The work is slated to be shown at the British Museum from September 2026 to July 2027, while its home, Normandy’s Bayeux Tapestry Museum, is renovated. The loan was announced last month by Britain’s prime minister Keir Starmer and French president Emmanuel Macron.
Rykner told The Art Newspaper that while the number of signatures on the petition isn’t enough to prevent the loan, he said “we have a year in hand, we still have time.”
He has experience in rallying support against cultural projects; he previously initiated a petition to block Macron’s decision to commission contemporary stained-glass windows for six chapels in Paris’ restored Notre Dame Cathedral. Despite garnering 294,000 signatures, the petition wasn’t successful, and Eugène Viollet le Duc’s 19th-century windows will be replaced.
Rykner’s most recent gripe has resonated with prominent French cultural figures, though, and many have spoken out against moving the tapestry.
“I think the tapestry must not be transported, for several reasons: its value is incalculable and if anything happens to it no amount of money and no other similar object can replace it,” the former director of the Bayaux Tapestry Museum, Isabelle Attard, told TAN. “It’s [also] extremely fragile because of its age, past movements over the centuries, the way it has been subjected to almost non-stop lighting since its return to Bayeux after World War 2, and the way it’s currently presented, sewn to a textile support hung from a rail on little roller bearings, creating tensions everywhere.”
Brits across the Channel have also voiced their concerns.
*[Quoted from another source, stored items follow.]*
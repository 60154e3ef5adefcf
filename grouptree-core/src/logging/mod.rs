//! Logging subsystem for grouptree
//!
//! Installs a global `tracing` subscriber. `RUST_LOG` takes precedence over
//! the configured level when it is set. Output goes to stderr so stdout stays
//! free for command output.

use crate::config::LoggingConfig;
use tracing_subscriber::{
    fmt, layer::Layered, layer::SubscriberExt, util::SubscriberInitExt, EnvFilter, Layer,
    Registry,
};

mod error;
mod level;

pub use error::LoggingError;
pub use level::LogLevel;

type FmtLayer = Box<dyn Layer<Layered<EnvFilter, Registry>> + Send + Sync>;

/// Configuration for the logging subsystem
#[derive(Debug, Clone, PartialEq, Eq)]
pub struct LogConfig {
    pub level: LogLevel,
    pub with_timestamp: bool,
    pub with_target: bool,
    pub json_format: bool,
}

impl Default for LogConfig {
    fn default() -> Self {
        Self { level: LogLevel::Info, with_timestamp: true, with_target: true, json_format: false }
    }
}

impl LogConfig {
    pub fn new(level: LogLevel) -> Self {
        Self { level, ..Default::default() }
    }

    pub fn with_timestamp(mut self, enabled: bool) -> Self {
        self.with_timestamp = enabled;
        self
    }

    pub fn with_target(mut self, enabled: bool) -> Self {
        self.with_target = enabled;
        self
    }

    pub fn json_format(mut self, enabled: bool) -> Self {
        self.json_format = enabled;
        self
    }
}

impl TryFrom<&LoggingConfig> for LogConfig {
    type Error = LoggingError;

    fn try_from(config: &LoggingConfig) -> Result<Self, Self::Error> {
        Ok(LogConfig::new(config.level.parse()?)
            .with_timestamp(config.with_timestamp)
            .with_target(config.with_target)
            .json_format(config.json_format))
    }
}

/// Initialize the logging subsystem with default configuration
///
/// # Example
/// ```
/// use grouptree_core::logging::init_logging;
///
/// init_logging().expect("Failed to initialize logging");
/// ```
pub fn init_logging() -> Result<(), LoggingError> {
    init_logging_with_config(LogConfig::default())
}

/// Initialize the logging subsystem with custom configuration
///
/// # Example
/// ```
/// use grouptree_core::logging::{init_logging_with_config, LogConfig, LogLevel};
///
/// let config = LogConfig::new(LogLevel::Debug).with_target(false);
/// init_logging_with_config(config).expect("Failed to initialize logging");
/// ```
pub fn init_logging_with_config(config: LogConfig) -> Result<(), LoggingError> {
    let env_filter = EnvFilter::try_from_default_env()
        .unwrap_or_else(|_| EnvFilter::new(config.level.as_str()));

    tracing_subscriber::registry()
        .with(env_filter)
        .with(fmt_layer(&config))
        .try_init()
        .map_err(|e| LoggingError::InitializationFailed(e.to_string()))
}

fn fmt_layer(config: &LogConfig) -> FmtLayer {
    let target = config.with_target;
    let base = fmt::layer().with_writer(std::io::stderr).with_target(target);
    match (config.json_format, config.with_timestamp) {
        (true, true) => base.json().boxed(),
        (true, false) => base.json().without_time().boxed(),
        (false, true) => base.boxed(),
        (false, false) => base.without_time().boxed(),
    }
}

#[cfg(test)]
mod tests {
    use super::*;

    #[test]
    fn test_log_config_default() {
        let config = LogConfig::default();
        assert_eq!(config.level, LogLevel::Info);
        assert!(config.with_timestamp);
        assert!(config.with_target);
        assert!(!config.json_format);
    }

    #[test]
    fn test_log_config_builder() {
        let config = LogConfig::new(LogLevel::Debug)
            .with_timestamp(false)
            .with_target(false)
            .json_format(true);

        assert_eq!(config.level, LogLevel::Debug);
        assert!(!config.with_timestamp);
        assert!(!config.with_target);
        assert!(config.json_format);
    }

    #[test]
    fn test_log_config_from_logging_section() {
        let section = LoggingConfig {
            level: "warn".to_string(),
            json_format: true,
            with_timestamp: false,
            with_target: true,
        };
        let config = LogConfig::try_from(&section).unwrap();
        assert_eq!(config, LogConfig::new(LogLevel::Warn).with_timestamp(false).json_format(true));

        let bad = LoggingConfig { level: "chatty".to_string(), ..LoggingConfig::default() };
        assert!(LogConfig::try_from(&bad).is_err());
    }

    #[test]
    fn test_every_layer_variant_builds() {
        for json in [true, false] {
            for timestamp in [true, false] {
                let config = LogConfig::default().json_format(json).with_timestamp(timestamp);
                let _layer = fmt_layer(&config);
            }
        }
    }
}
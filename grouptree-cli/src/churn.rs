//! Concurrent append/pop churn against a shared hierarchy
//!
//! Every worker owns a few nodes and moves them between shared lists at
//! random. Afterwards each list is checked for ring integrity and the list
//! lengths are reconciled with the operation counters.

use anyhow::{bail, Result};
use grouptree_core::{Config, Hierarchy, HierarchyResult, ListId, NodeId};
use rand::rngs::StdRng;
use rand::{Rng, SeedableRng};
use serde::Serialize;
use std::sync::Arc;
use std::thread;
use std::time::Instant;
use tracing::{debug, info};

#[derive(Debug, Clone, Copy)]
pub struct ChurnOptions {
    pub threads: usize,
    pub ops: usize,
    pub lists: usize,
    pub nodes_per_thread: usize,
    pub seed: u64,
}

#[derive(Debug, Clone, Serialize)]
pub struct ChurnReport {
    pub threads: usize,
    pub ops_per_thread: usize,
    pub appends: u64,
    pub pops: u64,
    pub lock_contentions: u64,
    pub list_lengths: Vec<usize>,
    pub elapsed_ms: u128,
}

pub fn run(config: &Config, options: ChurnOptions) -> Result<ChurnReport> {
    if options.threads == 0 || options.lists == 0 || options.nodes_per_thread == 0 {
        bail!("threads, lists and nodes per thread must all be positive");
    }

    let hierarchy = Arc::new(Hierarchy::<usize>::from_config(config));
    let lists: Arc<Vec<ListId>> =
        Arc::new((0..options.lists).map(|_| hierarchy.new_list()).collect::<HierarchyResult<_>>()?);

    let started = Instant::now();
    let workers: Vec<_> = (0..options.threads)
        .map(|worker| {
            let hierarchy = hierarchy.clone();
            let lists = lists.clone();
            thread::spawn(move || churn_worker(&hierarchy, &lists, worker, options))
        })
        .collect();

    for worker in workers {
        match worker.join() {
            Ok(result) => result?,
            Err(_) => bail!("churn worker panicked"),
        }
    }
    let elapsed = started.elapsed();

    let mut list_lengths = Vec::with_capacity(lists.len());
    for list in lists.iter() {
        hierarchy.verify_list(*list)?;
        list_lengths.push(hierarchy.len(*list)?);
    }

    let metrics = hierarchy.metrics();
    let attached: usize = list_lengths.iter().sum();
    if metrics.appends - metrics.pops != attached as u64 {
        bail!(
            "length mismatch: {} appends - {} pops != {} attached",
            metrics.appends,
            metrics.pops,
            attached
        );
    }
    info!(appends = metrics.appends, pops = metrics.pops, ?list_lengths, "churn finished");

    Ok(ChurnReport {
        threads: options.threads,
        ops_per_thread: options.ops,
        appends: metrics.appends,
        pops: metrics.pops,
        lock_contentions: metrics.lock_contentions,
        list_lengths,
        elapsed_ms: elapsed.as_millis(),
    })
}

fn churn_worker(
    hierarchy: &Hierarchy<usize>,
    lists: &[ListId],
    worker: usize,
    options: ChurnOptions,
) -> HierarchyResult<()> {
    let mut rng = StdRng::seed_from_u64(options.seed.wrapping_add(worker as u64));
    let nodes = (0..options.nodes_per_thread)
        .map(|i| hierarchy.create(format!("w{}-n{}", worker, i), worker))
        .collect::<HierarchyResult<Vec<NodeId>>>()?;

    for _ in 0..options.ops {
        let node = nodes[rng.random_range(0..nodes.len())];
        match hierarchy.node(node)?.superlist() {
            Some(current) => {
                hierarchy.pop(current, node)?;
            }
            None => {
                let target = lists[rng.random_range(0..lists.len())];
                hierarchy.append(target, node)?;
            }
        }
    }
    debug!(worker, "churn worker done");
    Ok(())
}
//! Error types for the logging subsystem

use thiserror::Error;

#[derive(Debug, Clone, PartialEq, Eq, Error)]
pub enum LoggingError {
    /// A global subscriber is already installed, or the subscriber failed to build
    #[error("Failed to initialize logging: {0}")]
    InitializationFailed(String),

    #[error("Invalid logging configuration: {0}")]
    InvalidConfiguration(String),
}
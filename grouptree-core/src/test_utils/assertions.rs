//! Assertions over ring structure

use crate::hierarchy::{Hierarchy, ListId, NodeId};

/// Names of the members of `list`, in ring order from the head
pub fn ring_names<T>(hierarchy: &Hierarchy<T>, list: ListId) -> Vec<String> {
    hierarchy
        .members(list)
        .unwrap()
        .into_iter()
        .map(|id| hierarchy.node(id).unwrap().name().to_string())
        .collect()
}

/// Assert `list` is a well-formed ring holding exactly `expected`, in order
pub fn assert_ring<T>(hierarchy: &Hierarchy<T>, list: ListId, expected: &[&str]) {
    if let Err(e) = hierarchy.verify_list(list) {
        panic!("Ring of {} is broken: {}", list, e);
    }
    assert_eq!(hierarchy.len(list).unwrap(), expected.len(), "len of {}", list);
    assert_eq!(ring_names(hierarchy, list), expected, "members of {}", list);
}

/// Assert `node` is allocated but linked nowhere
pub fn assert_detached<T>(hierarchy: &Hierarchy<T>, node: NodeId) {
    let node = hierarchy.node(node).unwrap();
    assert!(!node.is_attached(), "{} is still attached", node.id());
    assert_eq!(node.superlist(), None);
    assert_eq!(node.next(), None);
    assert_eq!(node.prev(), None);
}
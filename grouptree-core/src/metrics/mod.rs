//! Metrics collection for hierarchy operations
//!
//! Metrics go to the `metrics` facade (a no-op until the embedding process
//! installs a recorder) and to an in-process `MetricsCollector` that can be
//! read back with `snapshot()`.

use metrics::{counter, describe_counter, describe_gauge, describe_histogram, gauge, histogram};
use std::time::Instant;

mod collector;

pub use collector::MetricsCollector;

pub const NODES_CREATED: &str = "hierarchy.nodes.created";
pub const NODES_DESTROYED: &str = "hierarchy.nodes.destroyed";
pub const NODES_LIVE: &str = "hierarchy.nodes.live";
pub const APPENDS: &str = "hierarchy.append.total";
pub const POPS: &str = "hierarchy.pop.total";
pub const NOOP_POPS: &str = "hierarchy.pop.noop";
pub const TRAVERSALS: &str = "hierarchy.traversal.total";
pub const LOCK_CONTENDED: &str = "hierarchy.lock.contended";
pub const LOCK_WAIT_MS: &str = "hierarchy.lock.wait_ms";
pub const TREE_DURATION_MS: &str = "hierarchy.tree.duration_ms";

/// Initialize metrics with descriptions
pub fn init_metrics() {
    describe_counter!(NODES_CREATED, "Number of nodes created");
    describe_counter!(NODES_DESTROYED, "Number of nodes permanently destroyed");
    describe_gauge!(NODES_LIVE, "Number of live nodes in the arena");
    describe_counter!(APPENDS, "Number of successful append operations");
    describe_counter!(POPS, "Number of pop operations that detached a node");
    describe_counter!(NOOP_POPS, "Number of pop operations on already detached nodes");
    describe_counter!(TRAVERSALS, "Number of map, get and tree traversals");
    describe_counter!(LOCK_CONTENDED, "Number of lock acquisitions that had to wait");
    describe_histogram!(LOCK_WAIT_MS, "Time spent waiting for a contended lock in milliseconds");
    describe_histogram!(TREE_DURATION_MS, "Tree snapshot duration in milliseconds");
}

/// Record a counter metric
pub fn record_counter(name: &'static str, value: u64) {
    counter!(name).increment(value);
}

/// Record a gauge metric
pub fn record_gauge(name: &'static str, value: f64) {
    gauge!(name).set(value);
}

/// Record a histogram metric
pub fn record_histogram(name: &'static str, value: f64) {
    histogram!(name).record(value);
}

/// Timer recording its elapsed time into a histogram when stopped
pub struct Timer {
    name: &'static str,
    start: Instant,
}

impl Timer {
    pub fn new(name: &'static str) -> Self {
        Self { name, start: Instant::now() }
    }

    /// Stop the timer and record the duration
    pub fn stop(self) {
        record_histogram(self.name, self.start.elapsed().as_secs_f64() * 1000.0);
    }
}

/// Point-in-time copy of the collector counters
#[derive(Debug, Clone, PartialEq, Eq)]
pub struct MetricsSnapshot {
    pub nodes_created: u64,
    pub nodes_destroyed: u64,
    pub appends: u64,
    pub pops: u64,
    pub noop_pops: u64,
    pub traversals: u64,
    pub lock_contentions: u64,
}
//! Test fixtures for creating common hierarchy shapes

use crate::config::HierarchyConfig;
use crate::hierarchy::{Hierarchy, ListId, NodeId, RecordingObserver};
use std::sync::Arc;
use std::time::Duration;

/// Config used by most tests: small limits, tracing of tree lines on
pub fn test_config() -> HierarchyConfig {
    HierarchyConfig {
        max_nodes: 1024,
        max_lists: 64,
        max_depth: 8,
        unique_names: true,
        trace_tree: true,
        contention_warn_after: Duration::from_millis(50),
    }
}

/// Hierarchy with a recording observer attached
pub fn recording_hierarchy() -> (Hierarchy<u32>, Arc<RecordingObserver>) {
    recording_hierarchy_with(test_config())
}

pub fn recording_hierarchy_with(config: HierarchyConfig) -> (Hierarchy<u32>, Arc<RecordingObserver>) {
    let observer = Arc::new(RecordingObserver::new());
    let hierarchy = Hierarchy::with_observer(config, observer.clone());
    (hierarchy, observer)
}

/// Create one node per name (payload = position) and append them to `list`
pub fn append_named(hierarchy: &Hierarchy<u32>, list: ListId, names: &[&str]) -> Vec<NodeId> {
    names
        .iter()
        .enumerate()
        .map(|(i, name)| {
            let node = hierarchy.create(*name, i as u32).unwrap();
            hierarchy.append(list, node).unwrap();
            node
        })
        .collect()
}

/// New root list holding one node per name
pub fn list_of(hierarchy: &Hierarchy<u32>, names: &[&str]) -> (ListId, Vec<NodeId>) {
    let list = hierarchy.new_list().unwrap();
    let nodes = append_named(hierarchy, list, names);
    (list, nodes)
}

/// Builder for nested group layouts
///
/// ```ignore
/// GroupBuilder::new("g1").users(&["alice"]).child(GroupBuilder::new("g1a"))
/// ```
pub struct GroupBuilder {
    name: String,
    users: Vec<String>,
    children: Vec<GroupBuilder>,
}

impl GroupBuilder {
    pub fn new(name: &str) -> Self {
        Self { name: name.to_string(), users: Vec::new(), children: Vec::new() }
    }

    pub fn users(mut self, users: &[&str]) -> Self {
        self.users.extend(users.iter().map(|user| user.to_string()));
        self
    }

    pub fn child(mut self, child: GroupBuilder) -> Self {
        self.children.push(child);
        self
    }

    /// Create the group, its members and its sub-groups, then attach it to `list`
    pub fn build(self, hierarchy: &Hierarchy<u32>, list: ListId) -> NodeId {
        let group = hierarchy.create(self.name, 0).unwrap();
        let handle = hierarchy.node(group).unwrap();
        for user in self.users {
            let member = hierarchy.create(user, 0).unwrap();
            hierarchy.append(handle.users(), member).unwrap();
        }
        for child in self.children {
            child.build(hierarchy, handle.sublist());
        }
        hierarchy.append(list, group).unwrap();
        group
    }
}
“What’s particularly concerning about moving works of art about is that they are so intrinsically vulnerable and susceptible to injuries caused by any number of possible or likely mishaps – knocks, vibrations, being dropped, fluctuations of temperature and humidity and so forth – and even of being lost altogether when sent by water or air,” Michael Daley, the director of conservation watchdog ArtWatch UK, earlier told The Telegraph.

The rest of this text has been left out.